#### Your assignment:
In full and without alteration, output each record given here.
[[ Data for this exercise, beginning ]]
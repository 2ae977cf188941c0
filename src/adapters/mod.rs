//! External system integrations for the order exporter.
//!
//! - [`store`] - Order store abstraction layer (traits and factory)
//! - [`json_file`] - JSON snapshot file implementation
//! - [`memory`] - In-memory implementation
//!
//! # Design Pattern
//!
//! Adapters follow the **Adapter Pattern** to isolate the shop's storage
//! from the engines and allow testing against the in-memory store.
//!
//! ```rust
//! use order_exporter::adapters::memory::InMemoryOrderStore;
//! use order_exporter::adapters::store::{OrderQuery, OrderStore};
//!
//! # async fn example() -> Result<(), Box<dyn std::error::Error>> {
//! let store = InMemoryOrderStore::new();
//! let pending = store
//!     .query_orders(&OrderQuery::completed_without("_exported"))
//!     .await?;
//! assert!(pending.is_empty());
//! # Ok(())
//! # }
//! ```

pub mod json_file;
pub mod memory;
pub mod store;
[[ Data for this exercise, end ]]
#### The answer:
repository 2ae977cf188941c0
filename src/adapters/mod.rs
//! External system integrations for the order exporter.
//!
//! - [`store`] - Order store abstraction layer (traits and factory)
//! - [`json_file`] - JSON snapshot file implementation
//! - [`memory`] - In-memory implementation
//!
//! # Design Pattern
//!
//! Adapters follow the **Adapter Pattern** to isolate the shop's storage
//! from the engines and allow testing against the in-memory store.
//!
//! ```rust
//! use order_exporter::adapters::memory::InMemoryOrderStore;
//! use order_exporter::adapters::store::{OrderQuery, OrderStore};
//!
//! # async fn example() -> Result<(), Box<dyn std::error::Error>> {
//! let store = InMemoryOrderStore::new();
//! let pending = store
//!     .query_orders(&OrderQuery::completed_without("_exported"))
//!     .await?;
//! assert!(pending.is_empty());
//! # Ok(())
//! # }
//! ```

pub mod json_file;
pub mod memory;
pub mod store;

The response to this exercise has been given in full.